L'antico artigianato del legno (caratterizzato dalla creazione di oggetti di uso agricolo e domestico) rivive in altre botteghe di centri rurali del cosentino; la produzione lignea di soggetti religiosi, quali il coro di Santa Maria del Castello di Castrovillari, dimora nelle antiche chiese della provincia bruzia. Nei paesi dell'entroterra rimane viva la tradizione della lavorazione del ferro battuto, del rame e del vimine. Un tempo erano gli stessi contadini che in primavera, nelle brevi pause dal duro lavoro dei campi, si adoperavano nella raccolta dei rami di salici e procedevano alla pulitura, utilizzando un apposito strumento ligneo a forma di forcina. Privati di corteccia, i rametti flessibili venivano lasciati ad asciugare sotto il sole, per poter essere poi impiegati, seguendo una precisa manualità, nella creazione di canestri, ceste e sedie.
La tradizione orafa si perpetua nei laboratori della capitale dell'altopiano silano: S. Giovanni in Fiore. Le tipiche collane (jennacche) e le spille dalle diverse forme (a musca, u motro…) costituiscono i gioielli della donna in costume (la pacchiana); quest'ultimo di colore scuro lascia intravedere la camicia bianca (cammisa) ricamata a mano e si completa con il copricapo in lino chiaro (rituartu). Vivace nelle iniziative artigiane, questa cittadina ospita, presso l'Abbazia Florense, il museo etnografico e della civiltà contadina. Della cultura rurale si conservano non solo i segreti dell'oreficeria tradizionale, ma anche le tecniche della lavorazione del legno e quella dei tessuti ricamati con il “tombolo” e dei tappeti, il cui intreccio è il frutto di una tecnica tipica degli artigiani armeni.
Le stoffe calabresi presentano disegni ispirati alle geometrie elleniche, all'arte bizantina e a quella albanese. Le immagini di animali e simboli di arcano mistero, che si rifanno alla cultura araba, rivivono nei tappeti di Cariati. Le coperte e gli arazzi di Longobucco ripropongono momenti della vita paesana e del simbolismo storico (la giustizia, la testa del re…), nonché figure dell'arte moderna.
Anche l'artigianato tessile della provincia bruzia ha i suoi reperti storici: pesi di terracotta per telai, dell'ottavo secolo a.C., scoperti a Corigliano Calabro, località Michelicchio, sono custoditi nel museo civico di Cosenza. Una vasta documentazione attesta l'importanza economica che questo settore ha avuto per il territorio, nel corso dei secoli; Fortunato Stancarone fornisce una interessante descrizione della dell'industrie e manifatture della Calabria Citra della metà del XIX secolo:

Una delle principali produzioni è la seta. Gran quantità se ne raccoglie ne' distretti di Cosenza e di Paola […] Il cotone raccogliesi abbondante in tutta l'estensione della marina del Jonio, come anche in Cassano, Castrovillari, Rossano, e Cropalati. Lavori di bambagia in tele e servigii di tavola, felpe, dobletti, calze, berrettini, fililli […] I zigrini di Longobucco e Bocchigliere, e l'arbascio che si tesse in alcuni casali di Cosenza, sono ricercati anche fuori provincia […][50]
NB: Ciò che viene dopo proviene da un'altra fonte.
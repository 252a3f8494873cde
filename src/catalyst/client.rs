use std::time::Duration;

use async_trait::async_trait;
use log::{debug, info};
use serde::Deserialize;
use serde::Serialize;
use serde_json::Value;

use super::TicketSink;
use super::model::{NewComment, Ticket};
use crate::config::{AutomationApiConfig, CatalystConfig};
use crate::error::ApiError;
use crate::http::{self, Authentication};

/// Client of the Catalyst REST API.
///
/// Webhook programs talk to the record API under `/api` with a bearer token;
/// automations talk to the ticket API (`/tickets...`) below the configured
/// api url with a private token.
pub struct CatalystClient {
    client: reqwest::Client,
    url: String,
}

/// List endpoints answer with either a bare array or a page of items.
#[derive(Deserialize)]
#[serde(untagged)]
enum Listing {
    Records(Vec<Value>),
    Page { items: Vec<Value> },
}

impl Listing {
    fn into_records(self) -> Vec<Value> {
        match self {
            Listing::Records(records) => records,
            Listing::Page { items } => items,
        }
    }
}

impl CatalystClient {
    pub fn new(url: &str, auth: Authentication, timeout: Option<Duration>) -> Result<Self, ApiError> {
        Ok(Self {
            client: http::build_client(Some(&auth), timeout)?,
            url: url.trim_end_matches('/').to_string(),
        })
    }

    pub fn from_env_config(config: &CatalystConfig) -> Result<Self, ApiError> {
        Self::new(&config.app_url, Authentication::Bearer(config.token.clone()), None)
    }

    pub fn from_automation_config(config: &AutomationApiConfig) -> Result<Self, ApiError> {
        Self::new(
            &config.api_url,
            Authentication::PrivateToken(config.api_key.clone()),
            config.timeout,
        )
    }

    fn endpoint(&self, path: &str) -> String {
        format!("{}{}", self.url, path)
    }

    async fn list(&self, path: &str) -> Result<Vec<Value>, ApiError> {
        let response = http::send(self.client.get(self.endpoint(path))).await?;
        let listing: Listing = http::json(response).await?;
        Ok(listing.into_records())
    }

    pub async fn list_tickets(&self) -> Result<Vec<Value>, ApiError> {
        self.list("/api/tickets").await
    }

    pub async fn list_users(&self) -> Result<Vec<Value>, ApiError> {
        self.list("/api/users").await
    }

    pub async fn create_ticket<T: Serialize + ?Sized>(&self, ticket: &T) -> Result<Value, ApiError> {
        let request = self.client.post(self.endpoint("/api/tickets")).json(ticket);
        http::json_or_empty(http::send(request).await?).await
    }

    pub async fn update_ticket<T: Serialize + ?Sized>(&self, id: &str, patch: &T) -> Result<Value, ApiError> {
        let request = self
            .client
            .patch(self.endpoint(&format!("/api/tickets/{}", id)))
            .json(patch);
        http::json_or_empty(http::send(request).await?).await
    }

    pub async fn delete_ticket(&self, id: &str) -> Result<(), ApiError> {
        let request = self.client.delete(self.endpoint(&format!("/api/tickets/{}", id)));
        http::send(request).await?;
        Ok(())
    }

    pub async fn create_tickets_batch(&self, tickets: &[Ticket]) -> Result<(), ApiError> {
        info!("creating {} tickets", tickets.len());
        let request = self.client.post(self.endpoint("/tickets/batch")).json(tickets);
        http::send(request).await?;
        Ok(())
    }

    pub async fn delete_ticket_by_number(&self, id: i64) -> Result<bool, ApiError> {
        let request = self.client.delete(self.endpoint(&format!("/tickets/{}", id)));
        match http::send(request).await {
            Ok(_) => Ok(true),
            Err(err) if err.status() == Some(reqwest::StatusCode::NOT_FOUND) => {
                debug!("ticket {} did not exist", id);
                Ok(false)
            }
            Err(err) => Err(err),
        }
    }

    pub async fn add_comment(&self, ticket_id: i64, comment: &NewComment) -> Result<Value, ApiError> {
        let request = self
            .client
            .post(self.endpoint(&format!("/tickets/{}/comments", ticket_id)))
            .json(comment);
        http::json_or_empty(http::send(request).await?).await
    }
}

#[async_trait]
impl TicketSink for CatalystClient {
    async fn create_tickets(&self, tickets: &[Ticket]) -> Result<(), ApiError> {
        self.create_tickets_batch(tickets).await
    }

    async fn remove_ticket(&self, id: i64) -> Result<bool, ApiError> {
        self.delete_ticket_by_number(id).await
    }
}
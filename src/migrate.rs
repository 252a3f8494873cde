//! Migration of a TheHive instance into Catalyst.
//!
//! The run is sequential and not resumable: alerts are created first, then
//! every case is staged with its observables, task logs and attachments, and
//! finally all incidents are created in one batch. A failure aborts the run and
//! leaves whatever was already created in place.

use log::{debug, info};
use serde::Serialize;

use crate::catalyst::{FileRef, Ticket, TicketSink, bucket_name};
use crate::config::MigrationConfig;
use crate::error::{ConfigError, Result};
use crate::mapping::{map_alert, map_case, map_observable, map_task_log};
use crate::storage::ObjectStore;
use crate::thehive::{HiveAttachment, HiveCase, LegacySource};

#[derive(Debug, Clone)]
pub struct MigrationOptions {
    /// Base url of the TheHive web interface, used for back references.
    pub thehive_url: String,
    pub keep_ids: bool,
    pub skip_files: bool,
}

impl From<&MigrationConfig> for MigrationOptions {
    fn from(config: &MigrationConfig) -> Self {
        Self {
            thehive_url: config.thehive_url.clone(),
            keep_ids: config.keep_ids,
            skip_files: config.skip_files,
        }
    }
}

#[derive(Debug, Clone, Default, PartialEq, Eq, Serialize)]
pub struct MigrationReport {
    pub alerts: usize,
    pub incidents: usize,
    pub artifacts: usize,
    pub comments: usize,
    pub files: usize,
    pub deleted: usize,
}

pub struct Migration<'a> {
    source: &'a dyn LegacySource,
    sink: &'a dyn TicketSink,
    store: Option<&'a dyn ObjectStore>,
    options: MigrationOptions,
}

impl<'a> Migration<'a> {
    pub fn new(
        source: &'a dyn LegacySource,
        sink: &'a dyn TicketSink,
        store: Option<&'a dyn ObjectStore>,
        options: MigrationOptions,
    ) -> Self {
        Self {
            source,
            sink,
            store,
            options,
        }
    }

    pub async fn run(&self) -> Result<MigrationReport> {
        let mut report = MigrationReport::default();

        report.alerts = self.migrate_alerts().await?;

        info!("🔎 finding incidents");
        let cases = self.source.find_cases().await?;
        let mut incidents = Vec::with_capacity(cases.len());
        for case in &cases {
            let incident = self.stage_incident(case).await?;
            report.artifacts += incident.artifacts.len();
            report.comments += incident.comments.len();
            report.files += incident.files.len();
            incidents.push(incident);
        }

        if !incidents.is_empty() {
            if self.options.keep_ids {
                info!("🗑️  deleting {} incidents before re-import", incidents.len());
                for id in incidents.iter().filter_map(|incident| incident.id) {
                    if self.sink.remove_ticket(id).await? {
                        report.deleted += 1;
                    }
                }
            }
            info!("📤 creating {} incidents", incidents.len());
            self.sink.create_tickets(&incidents).await?;
        }
        report.incidents = incidents.len();

        info!("✅ migration finished: {:?}", report);
        Ok(report)
    }

    async fn migrate_alerts(&self) -> Result<usize> {
        info!("🔎 finding alerts");
        let alerts: Vec<Ticket> = self
            .source
            .find_alerts()
            .await?
            .iter()
            .map(|alert| map_alert(alert, &self.options.thehive_url))
            .collect();

        if !alerts.is_empty() {
            info!("📤 creating {} alerts", alerts.len());
            self.sink.create_tickets(&alerts).await?;
        }
        Ok(alerts.len())
    }

    /// Maps a case and attaches its observables, task logs and files.
    async fn stage_incident(&self, case: &HiveCase) -> Result<Ticket> {
        debug!("staging case #{} ({})", case.case_id, case.id);
        let mut incident = map_case(case, &self.options.thehive_url, self.options.keep_ids);

        for observable in self.source.case_observables(&case.id).await? {
            incident.artifacts.push(map_observable(&observable));
        }

        for task in self.source.case_tasks(&case.id).await? {
            for log in self.source.task_logs(&task.id).await? {
                incident.comments.push(map_task_log(&task, &log));

                if self.options.skip_files {
                    continue;
                }
                if let Some(attachment) = &log.attachment {
                    incident.files.push(FileRef {
                        key: attachment.id.clone(),
                        name: attachment.name.clone(),
                    });
                    self.transfer_attachment(&incident, attachment).await?;
                }
            }
        }

        Ok(incident)
    }

    async fn transfer_attachment(&self, incident: &Ticket, attachment: &HiveAttachment) -> Result<()> {
        let store = self.store.ok_or(ConfigError::Missing("minio_host"))?;
        // buckets are named after the target ticket id, which only keep_ids fixes in advance
        let ticket_id = incident.id.ok_or_else(|| ConfigError::Invalid {
            name: "keep_ids",
            message: format!(
                "attachment {} of {:?} needs keep_ids to be transferred, or set skip_files",
                attachment.name, incident.name
            ),
        })?;

        let bucket = bucket_name(ticket_id);
        store.ensure_bucket(&bucket).await?;

        debug!("transferring attachment {} ({})", attachment.name, attachment.id);
        let content = self.source.download_attachment(&attachment.id).await?;
        store.put_object(&bucket, &attachment.id, content).await?;
        Ok(())
    }
}
use std::time::Duration;

use async_trait::async_trait;
use bytes::Bytes;
use log::debug;
use serde::de::DeserializeOwned;
use serde_json::{Value, json};

use super::LegacySource;
use super::model::{HiveAlert, HiveCase, HiveObservable, HiveTask, HiveTaskLog};
use crate::error::ApiError;
use crate::http::{self, Authentication};

/// Sort key applied to every search, newest first.
const SORT_NEWEST_FIRST: &str = "-createdAt";
/// Range marker for an unpaginated search.
const RANGE_ALL: &str = "all";

pub struct TheHiveClient {
    client: reqwest::Client,
    url: String,
}

impl TheHiveClient {
    pub fn new(url: &str, api_key: &str, timeout: Option<Duration>) -> Result<Self, ApiError> {
        let auth = Authentication::Bearer(api_key.to_string());
        Ok(Self {
            client: http::build_client(Some(&auth), timeout)?,
            url: url.trim_end_matches('/').to_string(),
        })
    }

    async fn search<T: DeserializeOwned>(&self, path: &str, query: Value) -> Result<Vec<T>, ApiError> {
        debug!("searching {} with {}", path, query);
        let request = self
            .client
            .post(format!("{}{}", self.url, path))
            .query(&[("range", RANGE_ALL), ("sort", SORT_NEWEST_FIRST)])
            .json(&json!({ "query": query }));
        http::json(http::send(request).await?).await
    }
}

fn child_of_case(case_id: &str) -> Value {
    json!({
        "_parent": {
            "_type": "case",
            "_query": { "_id": case_id }
        }
    })
}

#[async_trait]
impl LegacySource for TheHiveClient {
    async fn find_alerts(&self) -> Result<Vec<HiveAlert>, ApiError> {
        self.search("/api/alert/_search", json!({})).await
    }

    async fn find_cases(&self) -> Result<Vec<HiveCase>, ApiError> {
        self.search("/api/case/_search", json!({})).await
    }

    async fn case_observables(&self, case_id: &str) -> Result<Vec<HiveObservable>, ApiError> {
        self.search("/api/case/artifact/_search", child_of_case(case_id)).await
    }

    async fn case_tasks(&self, case_id: &str) -> Result<Vec<HiveTask>, ApiError> {
        self.search("/api/case/task/_search", child_of_case(case_id)).await
    }

    async fn task_logs(&self, task_id: &str) -> Result<Vec<HiveTaskLog>, ApiError> {
        let request = self
            .client
            .get(format!("{}/api/case/task/{}/log", self.url, task_id))
            .query(&[("range", RANGE_ALL)]);
        http::json(http::send(request).await?).await
    }

    async fn download_attachment(&self, attachment_id: &str) -> Result<Bytes, ApiError> {
        let request = self
            .client
            .get(format!("{}/api/datastore/{}", self.url, attachment_id));
        http::bytes(http::send(request).await?).await
    }
}
//! Total translations of TheHive enumerations and timestamps.
//!
//! None of these fail: unknown input maps to a fixed fallback.

use chrono::DateTime;
use serde::Serialize;

use crate::catalyst::TicketStatus;

#[derive(Debug, Clone, Copy, PartialEq, Eq, Serialize)]
pub enum Severity {
    Unknown,
    Low,
    Medium,
    High,
    #[serde(rename = "Very High")]
    VeryHigh,
}

impl Severity {
    pub fn as_str(&self) -> &'static str {
        match self {
            Severity::Unknown => "Unknown",
            Severity::Low => "Low",
            Severity::Medium => "Medium",
            Severity::High => "High",
            Severity::VeryHigh => "Very High",
        }
    }
}

/// Traffic light protocol level, also used for PAP.
#[derive(Debug, Clone, Copy, PartialEq, Eq, Serialize)]
pub enum Tlp {
    White,
    Green,
    Amber,
    Red,
}

impl Tlp {
    pub fn as_str(&self) -> &'static str {
        match self {
            Tlp::White => "White",
            Tlp::Green => "Green",
            Tlp::Amber => "Amber",
            Tlp::Red => "Red",
        }
    }
}

/// Renders epoch milliseconds as an ISO-8601 UTC timestamp with a `Z` suffix.
///
/// Fractional seconds are printed with microsecond precision and only when
/// non-zero. Instants outside the representable range map to `None`.
pub fn map_time(millis: Option<i64>) -> Option<String> {
    let instant = DateTime::from_timestamp_millis(millis?)?;
    let format = if instant.timestamp_subsec_micros() == 0 {
        "%Y-%m-%dT%H:%M:%SZ"
    } else {
        "%Y-%m-%dT%H:%M:%S%.6fZ"
    };
    Some(instant.format(format).to_string())
}

pub fn map_status(status: &str) -> TicketStatus {
    match status {
        "Open" | "New" => TicketStatus::Open,
        _ => TicketStatus::Closed,
    }
}

pub fn map_tlp(level: Option<i64>) -> Tlp {
    match level {
        Some(0) => Tlp::White,
        Some(1) => Tlp::Green,
        Some(2) => Tlp::Amber,
        Some(3) => Tlp::Red,
        _ => Tlp::White,
    }
}

pub fn map_severity(level: Option<i64>) -> Severity {
    match level {
        Some(1) => Severity::Low,
        Some(2) => Severity::Medium,
        Some(3) => Severity::High,
        Some(4) => Severity::VeryHigh,
        _ => Severity::Unknown,
    }
}

#[cfg(test)]
mod tests {
    use super::*;
    use chrono::NaiveDateTime;

    fn parse_back(rendered: &str) -> i64 {
        let naive = rendered.strip_suffix('Z').unwrap();
        NaiveDateTime::parse_from_str(naive, "%Y-%m-%dT%H:%M:%S%.f")
            .unwrap()
            .and_utc()
            .timestamp_millis()
    }

    #[test]
    fn test_map_time_null() {
        assert_eq!(map_time(None), None);
    }

    #[test]
    fn test_map_time_epoch() {
        assert_eq!(map_time(Some(0)).as_deref(), Some("1970-01-01T00:00:00Z"));
    }

    #[test]
    fn test_map_time_with_fraction() {
        assert_eq!(
            map_time(Some(1495012062014)).as_deref(),
            Some("2017-05-17T09:07:42.014000Z")
        );
        assert_eq!(
            map_time(Some(1638703980000)).as_deref(),
            Some("2021-12-05T11:33:00Z")
        );
    }

    #[test]
    fn test_map_time_round_trips() {
        for millis in [0, 1, 999, 1000, -1, 1495012062014, 1638729992590, 4102444800123] {
            let rendered = map_time(Some(millis)).unwrap();
            assert!(rendered.ends_with('Z'), "{}", rendered);
            assert_eq!(parse_back(&rendered), millis, "{}", rendered);
        }
    }

    #[test]
    fn test_map_time_out_of_range() {
        assert_eq!(map_time(Some(i64::MAX)), None);
    }

    #[test]
    fn test_map_status() {
        assert_eq!(map_status("Open"), TicketStatus::Open);
        assert_eq!(map_status("New"), TicketStatus::Open);
        for other in ["", "open", "NEW", "Resolved", "Deleted", "InProgress"] {
            assert_eq!(map_status(other), TicketStatus::Closed, "{:?}", other);
        }
    }

    #[test]
    fn test_map_tlp() {
        assert_eq!(map_tlp(Some(0)), Tlp::White);
        assert_eq!(map_tlp(Some(1)), Tlp::Green);
        assert_eq!(map_tlp(Some(2)), Tlp::Amber);
        assert_eq!(map_tlp(Some(3)), Tlp::Red);
        for other in [Some(-1), Some(4), Some(100), None] {
            assert_eq!(map_tlp(other), Tlp::White);
        }
    }

    #[test]
    fn test_map_severity() {
        assert_eq!(map_severity(Some(1)), Severity::Low);
        assert_eq!(map_severity(Some(2)), Severity::Medium);
        assert_eq!(map_severity(Some(3)), Severity::High);
        assert_eq!(map_severity(Some(4)), Severity::VeryHigh);
        for other in [Some(0), Some(5), Some(-3), None] {
            assert_eq!(map_severity(other), Severity::Unknown);
        }
    }

    #[test]
    fn test_labels() {
        assert_eq!(Severity::VeryHigh.as_str(), "Very High");
        assert_eq!(serde_json::to_string(&Severity::VeryHigh).unwrap(), r#""Very High""#);
        assert_eq!(Tlp::Amber.as_str(), "Amber");
    }
}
Ancora oggi si utilizzano vecchi telai di faggio e ci si dedica alla lavorazione – un tempo prerogativa della donna di casa – di filati, quali la lana, la seta e il cotone. Si seguono movimenti sincronizzati di mani e piedi per creare la tela di base mentre il ricamo viene eseguito con il passaggio manuale dei fili colorati ad opera delle sole mani. L'allevamento del baco e la trattura della seta, attività fondamentali delle campagne calabresi per circa un millennio (dal IX secolo alla fine del XIX), rispondono a canoni procedurali di un empirismo secolare. Un tempo, si riponeva il seme dei bachi nei pagliericci dei letti ricoperti e riparati; poco distante si lasciavano foglie di gelso necessarie per la sua alimentazione. Se la schiusa non avveniva nel termine previsto, le donne se lo portavano nel petto, “dove la sortita provocata dal calore animale si sollecita”. Conoscenze scientifiche e miglioramenti apportati alla bachicoltura hanno interessato le condizioni dell'allevamento, senza, però, influenzare le metodologie. Il baco emette una bava sottilissima con cui si avvolge formando il bozzolo. La trattura consiste nell’immersione del bozzolo in bacinelle di acqua calda, in modo da sciogliere la sostanza collosa che tiene uniti i fili di seta (la sericina), e formare le matasse di seta greggia. Con l'incannatura si trasferisce il filo da matasse a rocchetti; con la torcitura si uniscono più fili di seta per torcerli insieme e ottenere un filo più resistente da usare per la fabbricazione delle stoffe seriche. F. Stancarone (1848) annotò il momento felice di quest'arte:
[…] la seta e la bambagia vi prosperano così felicemente che, quale e quanta si esporti dell'una e si lavori dell'altra, non è uopo che si dica[51].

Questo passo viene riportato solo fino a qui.